However, there is something more than transfer going on in terms of the body’s intersection with external stimuli. As Deleuze (1986, 66) notes, ‘there is inevitably a part of external movements we “absorb”, that we refract, and which does not transform itself into either objects of perception or acts of the subject. Rather they mark the coincidence of the subject and the object in pure quality’. Similarly, for Massumi (2002) affect is always ‘couched in it perceptions and congnitions’ whereby the ‘presocial’ experienced sensation is subject to capture (through emotion, fear, surprise etc.). However, within affect there is always a residue which escapes such capture. Indeed, for Massumi an emotional response to an external phenomenon actually derives its intensity and power from elements of affect being untranslated and unknowable (what he calls the autonomy of affect).
Emotion is the most intense… expression of… capture - and of the fact that something has always and again escaped. Something remains unactualized, inseparable from but unassimilable to and particular, functionally anchored perspective. That is why it is classically described as being outside of oneself, at the very point at which one is most intimately and unshareably in contact with onseself and one’s vitality. (Massumi 2002, 35)
This observation has intriguing and far-reaching consequences for music. For all its signifying power, the affective response that music produces means that it is always enmeshed within other forms of experience and sensation. Furthermore, the uncaptured or untranslated elements of affect may be understood to be central to the pleasures and sense of transcendence that music engenders.
A Culture of Affect
Sylvian’s (2005) detailed ethnographic work with club goers is instructive of how the relationship between sound and the body can be experienced within a particular cultural context. Although Sylvian’s main concern is with how the club experience can be equated with states of spiritual or religious transcendence, his ethnographic data is also illustrative of how the pleasures of affect are valued in, and of, themselves. A key element in many of his subjects’ responses is the way in which the sensations felt by the body become primary and transformative. He notes that a common pleasure for many ravers is ‘being in the body’ and thereby ‘bringing as much awareness as possible to one’s own somatic experience’ (2005, 77). Within this context, a heightened engagement with bodily affect is fundamental in the pleasures of an experience which goes beyond everyday rationality and ‘normal’ thought processes. One respondent for example, notes how ‘your self conscious awareness of yourself is suddenly shifted away from concerning yourself with how you’re seen with other people and you’re in the pure experiential mode of feeling’ (2005, 74) whilst another felt that the club experience gave them the chance to ‘really inhabit the physical body from another space, so that you’re feeling your own consciousness participating with physical matter’ (2005, 77). For many of Sylvian’s respondents then, the dance experience is a form of undoing of the conscious and socialised self, a negation of the ego, in Massumi’s (2002) terms ‘being outside of oneself,’ whilst being ‘intimately in touch with one’s own vitality’. Whether or not this aspect of the club experience is spiritual or religious, as Sylvian would have it, is debateable but the implications are clear: for many clubbers the power of affect gives them something beyond meaning which draws them back to the club experience time and again. In short, it is the ‘pure quality’ of experience that is key to understanding the pleasures that the experience affords.

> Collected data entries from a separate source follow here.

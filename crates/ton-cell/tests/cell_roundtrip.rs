//! Property tests over the public builder / slice / BOC API.

use proptest::prelude::*;
use ton_cell::{boc, Address, Cell, CellBuilder, MAX_COINS};

fn arb_address() -> impl Strategy<Value = Address> {
    (prop_oneof![Just(0i8), Just(-1i8)], any::<[u8; 32]>())
        .prop_map(|(wc, hash)| Address::new(wc, hash))
}

proptest! {
    #[test]
    fn coins_read_back_exactly(amount in 0u128..=MAX_COINS) {
        let mut b = CellBuilder::new();
        b.store_coins(amount).unwrap();
        let cell = b.build();
        let mut s = cell.parse();
        prop_assert_eq!(s.load_coins().unwrap(), amount);
        prop_assert!(s.end_parse().is_ok());
    }

    #[test]
    fn mixed_fields_read_back_in_order(
        op in any::<u32>(),
        query_id in any::<u64>(),
        amount in 0u128..=MAX_COINS,
        to in arb_address(),
        flag in any::<bool>(),
    ) {
        let mut b = CellBuilder::new();
        b.store_uint(op as u64, 32).unwrap()
            .store_uint(query_id, 64).unwrap()
            .store_coins(amount).unwrap()
            .store_address(&to).unwrap()
            .store_bit(flag).unwrap();
        let cell = b.build();

        let mut s = cell.parse();
        prop_assert_eq!(s.load_uint(32).unwrap(), op as u64);
        prop_assert_eq!(s.load_uint(64).unwrap(), query_id);
        prop_assert_eq!(s.load_coins().unwrap(), amount);
        prop_assert_eq!(s.load_address().unwrap(), Some(to));
        prop_assert_eq!(s.load_bit().unwrap(), flag);
        prop_assert!(s.end_parse().is_ok());
    }

    #[test]
    fn boc_preserves_hash(
        bytes in proptest::collection::vec(any::<u8>(), 0..100),
        extra_bits in 0usize..8,
        with_child in any::<bool>(),
    ) {
        let mut b = CellBuilder::new();
        b.store_bytes(&bytes).unwrap();
        b.store_uint(0, extra_bits).unwrap();
        if with_child {
            let mut child = CellBuilder::new();
            child.store_bytes(&bytes).unwrap();
            b.store_ref(child.build()).unwrap();
        }
        let cell = b.build();

        let decoded = boc::from_base64(&boc::to_base64(&cell).unwrap()).unwrap();
        prop_assert_eq!(decoded.hash(), cell.hash());
        prop_assert_eq!(decoded.bit_len(), cell.bit_len());
    }

    #[test]
    fn friendly_form_parses_back(addr in arb_address(), bounceable in any::<bool>(), test_only in any::<bool>()) {
        let s = addr.to_friendly(bounceable, test_only, true);
        let parsed = Address::parse_friendly(&s).unwrap();
        prop_assert_eq!(parsed.address, addr);
        prop_assert_eq!(parsed.bounceable, bounceable);
        prop_assert_eq!(parsed.test_only, test_only);
    }
}

#[test]
fn address_cell_of_known_contract() {
    let addr: Address = "EQDi9blCcyT-k8iMpFMYY0t7mHVyiCB50ZsRgyUECJDuGvIl".parse().unwrap();
    let mut b = CellBuilder::new();
    b.store_address(&addr).unwrap();
    let cell = b.build();
    let bag = boc::serialize(&cell).unwrap();
    assert_eq!(&bag[..4], &[0xb5, 0xee, 0x9c, 0x72]);
    assert_eq!(boc::deserialize(&bag).unwrap(), cell);
    assert_ne!(cell, Cell::empty());
}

The broad cultural context of electronic music in which the Uncanny Space event unfolded is a case in point here. The affective power of music is something that producers and participants within club cultures seem intuitively (and empirically) aware of. Furthermore, club cultures are instructive of the way in which increases in volume, the deliberate accentuation of certain frequencies and the immediate listening context serve to intensify (or at least) change the affective power of music. Nicholi’s insistance on a very specific sound system coupled with visuals for instance, suggest a tacit awareness of the intense embodiment of sound afforded by such technologies. The shifting of a set of sounds from a conceptually tight recorded project into the ‘disco experience’ belies an implicit understanding of the histories and pleasures of club culture.

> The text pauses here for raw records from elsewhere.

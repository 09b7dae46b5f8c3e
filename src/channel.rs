use std::any::Any;
use std::cell::{Cell, RefCell};
use std::fmt;
use std::os::fd::RawFd;
use std::rc::{Rc, Weak};
use std::sync::{Arc, Weak as SyncWeak};

use crate::event_loop::EventLoop;
use crate::time::Timestamp;

bitflags::bitflags! {
    /// I/O events a channel asks the demultiplexer to watch.
    #[derive(Debug, Clone, Copy, PartialEq, Eq, Default)]
    pub struct Interest: u32 {
        const READABLE = 1 << 0;
        const PRIORITY = 1 << 1;
        const WRITABLE = 1 << 2;
    }
}

bitflags::bitflags! {
    /// Readiness delivered by the demultiplexer. Includes conditions the
    /// kernel reports even when they were never requested.
    #[derive(Debug, Clone, Copy, PartialEq, Eq, Default)]
    pub struct Ready: u32 {
        const READABLE = 1 << 0;
        const PRIORITY = 1 << 1;
        const WRITABLE = 1 << 2;
        const HANGUP = 1 << 3;
        const ERROR = 1 << 4;
        /// The fd was not open (poll backend only).
        const INVALID = 1 << 5;
        /// The peer shut down its write half.
        const PEER_SHUTDOWN = 1 << 6;
    }
}

impl fmt::Display for Ready {
    fn fmt(&self, f: &mut fmt::Formatter<'_>) -> fmt::Result {
        for (name, flag) in [
            ("IN ", Ready::READABLE),
            ("PRI ", Ready::PRIORITY),
            ("OUT ", Ready::WRITABLE),
            ("HUP ", Ready::HANGUP),
            ("ERR ", Ready::ERROR),
            ("NVAL ", Ready::INVALID),
            ("RDHUP ", Ready::PEER_SHUTDOWN),
        ] {
            if self.contains(flag) {
                f.write_str(name)?;
            }
        }
        Ok(())
    }
}

/// Read callbacks receive the timestamp of the demultiplexer return that
/// produced the event.
pub type ReadCallback = Box<dyn FnMut(Timestamp)>;
pub type EventCallback = Box<dyn FnMut()>;

/// Registration slot meaning "never handed to a demultiplexer".
pub(crate) const INDEX_UNREGISTERED: i32 = -1;

/// Binding of one file descriptor to one logical event sink.
///
/// A channel never owns or closes its fd. It belongs to exactly one
/// [`EventLoop`] and, apart from construction and the cross-thread-safe
/// surface of the loop itself, must only be touched from that loop's
/// thread.
pub struct Channel {
    fd: RawFd,
    owner: Weak<EventLoop>,
    self_weak: Weak<Channel>,
    interest: Cell<Interest>,
    ready: Cell<Ready>,
    /// Demultiplexer bookkeeping: an array slot for the poll backend, a
    /// registration state for the epoll backend.
    index: Cell<i32>,
    log_hup: Cell<bool>,
    tie: RefCell<Option<SyncWeak<dyn Any + Send + Sync>>>,
    handling: Cell<bool>,
    added_to_loop: Cell<bool>,
    read_callback: RefCell<Option<ReadCallback>>,
    write_callback: RefCell<Option<EventCallback>>,
    close_callback: RefCell<Option<EventCallback>>,
    error_callback: RefCell<Option<EventCallback>>,
}

impl Channel {
    /// Create a channel on `fd` owned by `event_loop`.
    ///
    /// Set callbacks before the first `enable_*` call registers the channel.
    pub fn new(event_loop: &Rc<EventLoop>, fd: RawFd) -> Rc<Channel> {
        Self::with_owner(Rc::downgrade(event_loop), fd)
    }

    pub(crate) fn with_owner(owner: Weak<EventLoop>, fd: RawFd) -> Rc<Channel> {
        Rc::new_cyclic(|self_weak| Channel {
            fd,
            owner,
            self_weak: self_weak.clone(),
            interest: Cell::new(Interest::empty()),
            ready: Cell::new(Ready::empty()),
            index: Cell::new(INDEX_UNREGISTERED),
            log_hup: Cell::new(true),
            tie: RefCell::new(None),
            handling: Cell::new(false),
            added_to_loop: Cell::new(false),
            read_callback: RefCell::new(None),
            write_callback: RefCell::new(None),
            close_callback: RefCell::new(None),
            error_callback: RefCell::new(None),
        })
    }

    pub fn fd(&self) -> RawFd {
        self.fd
    }

    pub fn interest(&self) -> Interest {
        self.interest.get()
    }

    pub fn is_none_interest(&self) -> bool {
        self.interest.get().is_empty()
    }

    pub fn is_reading(&self) -> bool {
        self.interest.get().contains(Interest::READABLE)
    }

    pub fn is_writing(&self) -> bool {
        self.interest.get().contains(Interest::WRITABLE)
    }

    pub(crate) fn set_ready(&self, ready: Ready) {
        self.ready.set(ready);
    }

    pub(crate) fn ready(&self) -> Ready {
        self.ready.get()
    }

    pub(crate) fn index(&self) -> i32 {
        self.index.get()
    }

    pub(crate) fn set_index(&self, index: i32) {
        self.index.set(index);
    }

    pub(crate) fn set_added_to_loop(&self, added: bool) {
        self.added_to_loop.set(added);
    }

    pub(crate) fn clear_interest(&self) {
        self.interest.set(Interest::empty());
    }

    #[cfg(test)]
    pub(crate) fn set_interest(&self, interest: Interest) {
        self.interest.set(interest);
    }

    pub(crate) fn is_owned_by(&self, event_loop: &EventLoop) -> bool {
        std::ptr::eq(self.owner.as_ptr(), event_loop)
    }

    pub fn set_read_callback(&self, cb: impl FnMut(Timestamp) + 'static) {
        *self.read_callback.borrow_mut() = Some(Box::new(cb));
    }

    pub fn set_write_callback(&self, cb: impl FnMut() + 'static) {
        *self.write_callback.borrow_mut() = Some(Box::new(cb));
    }

    pub fn set_close_callback(&self, cb: impl FnMut() + 'static) {
        *self.close_callback.borrow_mut() = Some(Box::new(cb));
    }

    pub fn set_error_callback(&self, cb: impl FnMut() + 'static) {
        *self.error_callback.borrow_mut() = Some(Box::new(cb));
    }

    /// Tie this channel to its owning object.
    ///
    /// Dispatch upgrades the weak reference first and holds the strong
    /// reference for the whole callback batch, so the owner cannot be torn
    /// down mid-callback. If the owner is already gone the batch is skipped.
    pub fn tie<T: Any + Send + Sync>(&self, owner: &Arc<T>) {
        let owner: Arc<dyn Any + Send + Sync> = owner.clone();
        let weak: SyncWeak<dyn Any + Send + Sync> = Arc::downgrade(&owner);
        *self.tie.borrow_mut() = Some(weak);
    }

    /// Suppress the hangup warning for channels where POLLHUP is routine.
    pub fn do_not_log_hup(&self) {
        self.log_hup.set(false);
    }

    pub fn enable_reading(&self) {
        self.interest
            .set(self.interest.get() | Interest::READABLE | Interest::PRIORITY);
        self.update();
    }

    pub fn disable_reading(&self) {
        self.interest
            .set(self.interest.get() - (Interest::READABLE | Interest::PRIORITY));
        self.update();
    }

    pub fn enable_writing(&self) {
        self.interest.set(self.interest.get() | Interest::WRITABLE);
        self.update();
    }

    pub fn disable_writing(&self) {
        self.interest.set(self.interest.get() - Interest::WRITABLE);
        self.update();
    }

    pub fn disable_all(&self) {
        self.interest.set(Interest::empty());
        self.update();
    }

    fn update(&self) {
        self.added_to_loop.set(true);
        let this = self.self_weak.upgrade().expect("channel is not Rc-backed");
        self.owner_loop().update_channel(&this);
    }

    /// Unregister from the owning loop. The channel must already have all
    /// interest disabled.
    pub fn remove(&self) {
        assert!(self.is_none_interest(), "removing channel with live interest");
        self.added_to_loop.set(false);
        self.owner_loop().remove_channel(self);
    }

    fn owner_loop(&self) -> Rc<EventLoop> {
        self.owner
            .upgrade()
            .expect("channel used after its event loop was destroyed")
    }

    /// Dispatch the most recently delivered readiness to the callbacks.
    ///
    /// Called by the owning loop with the timestamp of the demultiplexer
    /// return for this iteration.
    pub(crate) fn handle_event(&self, receive_time: Timestamp) {
        let tie = self.tie.borrow().clone();
        match tie {
            Some(weak) => {
                if let Some(_guard) = weak.upgrade() {
                    self.dispatch(receive_time);
                } else {
                    tracing::trace!(fd = self.fd, "tied owner gone, skipping dispatch");
                }
            }
            None => self.dispatch(receive_time),
        }
    }

    // The branch order is part of the contract: callbacks may change
    // interest or close the fd, and a half-close with pending data must
    // still reach the read branch.
    fn dispatch(&self, receive_time: Timestamp) {
        self.handling.set(true);
        let ready = self.ready.get();
        tracing::trace!(fd = self.fd, "handling {{{ready}}}");

        if ready.contains(Ready::HANGUP) && !ready.contains(Ready::READABLE) {
            if self.log_hup.get() {
                tracing::warn!(fd = self.fd, "channel received HUP");
            }
            if let Some(cb) = self.close_callback.borrow_mut().as_mut() {
                cb();
            }
        }

        if ready.contains(Ready::INVALID) {
            tracing::warn!(fd = self.fd, "channel fd is not open");
        }

        if ready.intersects(Ready::ERROR | Ready::INVALID)
            && let Some(cb) = self.error_callback.borrow_mut().as_mut()
        {
            cb();
        }

        if ready.intersects(Ready::READABLE | Ready::PRIORITY | Ready::PEER_SHUTDOWN)
            && let Some(cb) = self.read_callback.borrow_mut().as_mut()
        {
            cb(receive_time);
        }

        if ready.contains(Ready::WRITABLE)
            && let Some(cb) = self.write_callback.borrow_mut().as_mut()
        {
            cb();
        }

        self.handling.set(false);
    }
}

impl Drop for Channel {
    fn drop(&mut self) {
        assert!(!self.handling.get(), "channel destroyed while handling");
        assert!(
            !self.added_to_loop.get(),
            "channel destroyed while still added to its loop"
        );
        if let Some(event_loop) = self.owner.upgrade()
            && event_loop.is_in_loop_thread()
        {
            assert!(!event_loop.has_channel(self));
        }
    }
}

impl fmt::Debug for Channel {
    fn fmt(&self, f: &mut fmt::Formatter<'_>) -> fmt::Result {
        f.debug_struct("Channel")
            .field("fd", &self.fd)
            .field("interest", &self.interest.get())
            .field("ready", &self.ready.get())
            .field("index", &self.index.get())
            .finish()
    }
}

#[cfg(test)]
mod tests {
    use super::*;
    use std::sync::Mutex;

    fn orphan_channel(fd: RawFd) -> Rc<Channel> {
        Channel::with_owner(Weak::new(), fd)
    }

    fn recorder() -> Arc<Mutex<Vec<&'static str>>> {
        Arc::new(Mutex::new(Vec::new()))
    }

    #[test]
    fn dispatch_order_error_read_write() {
        let ch = orphan_channel(7);
        let log = recorder();
        let (l, l2, l3) = (log.clone(), log.clone(), log.clone());
        ch.set_error_callback(move || l.lock().unwrap().push("error"));
        ch.set_read_callback(move |_| l2.lock().unwrap().push("read"));
        ch.set_write_callback(move || l3.lock().unwrap().push("write"));

        ch.set_ready(Ready::ERROR | Ready::READABLE | Ready::WRITABLE);
        ch.handle_event(Timestamp::now());
        assert_eq!(*log.lock().unwrap(), vec!["error", "read", "write"]);
    }

    #[test]
    fn hangup_without_readable_fires_close() {
        let ch = orphan_channel(7);
        let log = recorder();
        let l = log.clone();
        ch.set_close_callback(move || l.lock().unwrap().push("close"));
        ch.set_ready(Ready::HANGUP);
        ch.handle_event(Timestamp::now());
        assert_eq!(*log.lock().unwrap(), vec!["close"]);
    }

    #[test]
    fn hangup_with_pending_data_drains_first() {
        let ch = orphan_channel(7);
        let log = recorder();
        let (l, l2) = (log.clone(), log.clone());
        ch.set_close_callback(move || l.lock().unwrap().push("close"));
        ch.set_read_callback(move |_| l2.lock().unwrap().push("read"));
        ch.set_ready(Ready::HANGUP | Ready::READABLE);
        ch.handle_event(Timestamp::now());
        // Close is suppressed so the readable branch can drain the data.
        assert_eq!(*log.lock().unwrap(), vec!["read"]);
    }

    #[test]
    fn peer_shutdown_reaches_read_callback() {
        let ch = orphan_channel(7);
        let log = recorder();
        let l = log.clone();
        ch.set_read_callback(move |_| l.lock().unwrap().push("read"));
        ch.set_ready(Ready::PEER_SHUTDOWN);
        ch.handle_event(Timestamp::now());
        assert_eq!(*log.lock().unwrap(), vec!["read"]);
    }

    #[test]
    fn unset_callback_slots_are_skipped() {
        let ch = orphan_channel(7);
        ch.set_ready(Ready::READABLE | Ready::WRITABLE | Ready::ERROR);
        ch.handle_event(Timestamp::now());
    }

    #[test]
    fn tied_channel_skips_dispatch_after_owner_drop() {
        let ch = orphan_channel(7);
        let log = recorder();
        let l = log.clone();
        ch.set_read_callback(move |_| l.lock().unwrap().push("read"));

        let owner = Arc::new(42u32);
        ch.tie(&owner);
        ch.set_ready(Ready::READABLE);
        ch.handle_event(Timestamp::now());
        assert_eq!(*log.lock().unwrap(), vec!["read"]);

        drop(owner);
        ch.handle_event(Timestamp::now());
        assert_eq!(*log.lock().unwrap(), vec!["read"]);
    }

    #[test]
    fn interest_helpers() {
        let ch = orphan_channel(3);
        assert!(ch.is_none_interest());
        assert!(!ch.is_reading());
        assert!(!ch.is_writing());
        assert_eq!(ch.index(), INDEX_UNREGISTERED);
    }

    #[test]
    fn ready_display_names_flags() {
        let ready = Ready::READABLE | Ready::HANGUP;
        assert_eq!(ready.to_string(), "IN HUP ");
    }
}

The ongoing history of club culture has been characterised by the progression of sound technologies specifically designed to solicit affective response. This is evidenced in the value placed upon sound systems within electronic club cultures. A key element within the establishment of a club and the building up a loyal clientele has been though an investment in expensive professional sound systems. Clubs such as Fabric (London), Berghain (Berlin), Space (Ibiza) and Cocoon (Frankfurt) have built up an international standing based upon the reputations of their sound systems. In addition audio companies such as Funktion One, Martin Audio and EAW are valorized and dissected by club goers on web forums and are used in the marketing of individual clubs. A key value of those systems as articulated by clubbers, promoters and DJs is not merely the volume they afford the music but about the clarity of sound. Indeed, high-end club systems are often designed to accentuate specific elements within the frequency range. Crispness and clarity at the top end of the frequency range are valued along side technology which serves to accentuate the bass and sub-bass frequencies which intersect with the listener’s body in powerful and inescapable ways.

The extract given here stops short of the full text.